Exercise details: From the listing below, copy only the lines running from the line that contains "upstream body, unmodified" to the line that contains "assert_eq!(response.payload(), Some(&body));", both included.

Records for processing:
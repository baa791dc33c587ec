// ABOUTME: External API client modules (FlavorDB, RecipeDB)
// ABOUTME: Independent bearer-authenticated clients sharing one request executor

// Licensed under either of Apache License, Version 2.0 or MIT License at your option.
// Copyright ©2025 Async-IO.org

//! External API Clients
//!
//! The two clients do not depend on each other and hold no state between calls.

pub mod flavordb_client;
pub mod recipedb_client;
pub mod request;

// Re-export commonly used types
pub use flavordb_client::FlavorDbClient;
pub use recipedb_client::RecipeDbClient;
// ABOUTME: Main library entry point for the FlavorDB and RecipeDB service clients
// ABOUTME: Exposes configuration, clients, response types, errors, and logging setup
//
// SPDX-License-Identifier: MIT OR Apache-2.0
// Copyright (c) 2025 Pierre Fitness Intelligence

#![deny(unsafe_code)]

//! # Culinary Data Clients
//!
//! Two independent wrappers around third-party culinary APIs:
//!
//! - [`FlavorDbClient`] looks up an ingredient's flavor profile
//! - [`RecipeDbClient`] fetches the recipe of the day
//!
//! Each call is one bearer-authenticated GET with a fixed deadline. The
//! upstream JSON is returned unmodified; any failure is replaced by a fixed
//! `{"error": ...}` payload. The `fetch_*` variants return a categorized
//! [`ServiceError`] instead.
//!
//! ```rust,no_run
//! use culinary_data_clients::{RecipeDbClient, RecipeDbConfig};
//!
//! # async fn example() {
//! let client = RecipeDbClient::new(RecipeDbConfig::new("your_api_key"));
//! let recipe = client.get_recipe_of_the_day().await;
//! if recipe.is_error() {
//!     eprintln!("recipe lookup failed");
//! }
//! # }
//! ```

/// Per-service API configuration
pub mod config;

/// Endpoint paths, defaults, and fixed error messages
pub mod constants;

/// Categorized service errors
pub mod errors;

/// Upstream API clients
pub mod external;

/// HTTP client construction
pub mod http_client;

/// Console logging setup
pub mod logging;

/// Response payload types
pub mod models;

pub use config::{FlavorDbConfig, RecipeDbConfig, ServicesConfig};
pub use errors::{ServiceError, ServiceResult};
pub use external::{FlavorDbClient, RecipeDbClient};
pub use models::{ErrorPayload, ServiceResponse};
* * *
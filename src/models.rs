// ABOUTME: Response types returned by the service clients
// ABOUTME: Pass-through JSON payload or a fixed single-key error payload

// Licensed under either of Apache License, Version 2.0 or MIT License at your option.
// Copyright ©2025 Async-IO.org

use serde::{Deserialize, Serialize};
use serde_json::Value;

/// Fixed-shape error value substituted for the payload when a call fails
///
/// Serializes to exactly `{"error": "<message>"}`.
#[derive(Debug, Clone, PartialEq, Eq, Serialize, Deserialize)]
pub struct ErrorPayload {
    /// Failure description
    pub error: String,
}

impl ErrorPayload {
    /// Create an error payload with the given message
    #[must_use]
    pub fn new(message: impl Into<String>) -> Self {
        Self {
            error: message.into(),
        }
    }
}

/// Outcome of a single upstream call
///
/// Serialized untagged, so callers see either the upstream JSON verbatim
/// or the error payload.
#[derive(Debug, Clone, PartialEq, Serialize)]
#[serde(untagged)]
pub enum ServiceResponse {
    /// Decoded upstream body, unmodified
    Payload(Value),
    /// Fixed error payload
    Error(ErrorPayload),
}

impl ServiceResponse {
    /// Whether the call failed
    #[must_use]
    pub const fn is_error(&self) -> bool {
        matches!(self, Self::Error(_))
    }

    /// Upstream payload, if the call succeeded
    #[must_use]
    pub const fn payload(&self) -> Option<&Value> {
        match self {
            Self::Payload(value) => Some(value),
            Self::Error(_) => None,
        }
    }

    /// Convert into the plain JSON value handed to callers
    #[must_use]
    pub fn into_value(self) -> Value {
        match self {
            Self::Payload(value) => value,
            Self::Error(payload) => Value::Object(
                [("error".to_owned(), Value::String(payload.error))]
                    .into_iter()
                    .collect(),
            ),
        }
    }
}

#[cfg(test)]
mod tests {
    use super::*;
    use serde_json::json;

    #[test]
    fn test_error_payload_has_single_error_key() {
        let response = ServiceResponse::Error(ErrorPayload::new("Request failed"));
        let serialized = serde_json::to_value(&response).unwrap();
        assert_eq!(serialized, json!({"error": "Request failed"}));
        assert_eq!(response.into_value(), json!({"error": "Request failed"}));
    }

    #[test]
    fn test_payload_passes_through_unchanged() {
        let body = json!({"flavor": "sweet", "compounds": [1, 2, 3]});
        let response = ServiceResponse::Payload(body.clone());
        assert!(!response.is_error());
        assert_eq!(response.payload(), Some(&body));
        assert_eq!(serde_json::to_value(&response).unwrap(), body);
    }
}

Solution for this task:
    /// Decoded upstream body, unmodified
    Payload(Value),
    /// Fixed error payload
    Error(ErrorPayload),
}

impl ServiceResponse {
    /// Whether the call failed
    #[must_use]
    pub const fn is_error(&self) -> bool {
        matches!(self, Self::Error(_))
    }

    /// Upstream payload, if the call succeeded
    #[must_use]
    pub const fn payload(&self) -> Option<&Value> {
        match self {
            Self::Payload(value) => Some(value),
            Self::Error(_) => None,
        }
    }

    /// Convert into the plain JSON value handed to callers
    #[must_use]
    pub fn into_value(self) -> Value {
        match self {
            Self::Payload(value) => value,
            Self::Error(payload) => Value::Object(
                [("error".to_owned(), Value::String(payload.error))]
                    .into_iter()
                    .collect(),
            ),
        }
    }
}

#[cfg(test)]
mod tests {
    use super::*;
    use serde_json::json;

    #[test]
    fn test_error_payload_has_single_error_key() {
        let response = ServiceResponse::Error(ErrorPayload::new("Request failed"));
        let serialized = serde_json::to_value(&response).unwrap();
        assert_eq!(serialized, json!({"error": "Request failed"}));
        assert_eq!(response.into_value(), json!({"error": "Request failed"}));
    }

    #[test]
    fn test_payload_passes_through_unchanged() {
        let body = json!({"flavor": "sweet", "compounds": [1, 2, 3]});
        let response = ServiceResponse::Payload(body.clone());
        assert!(!response.is_error());
        assert_eq!(response.payload(), Some(&body));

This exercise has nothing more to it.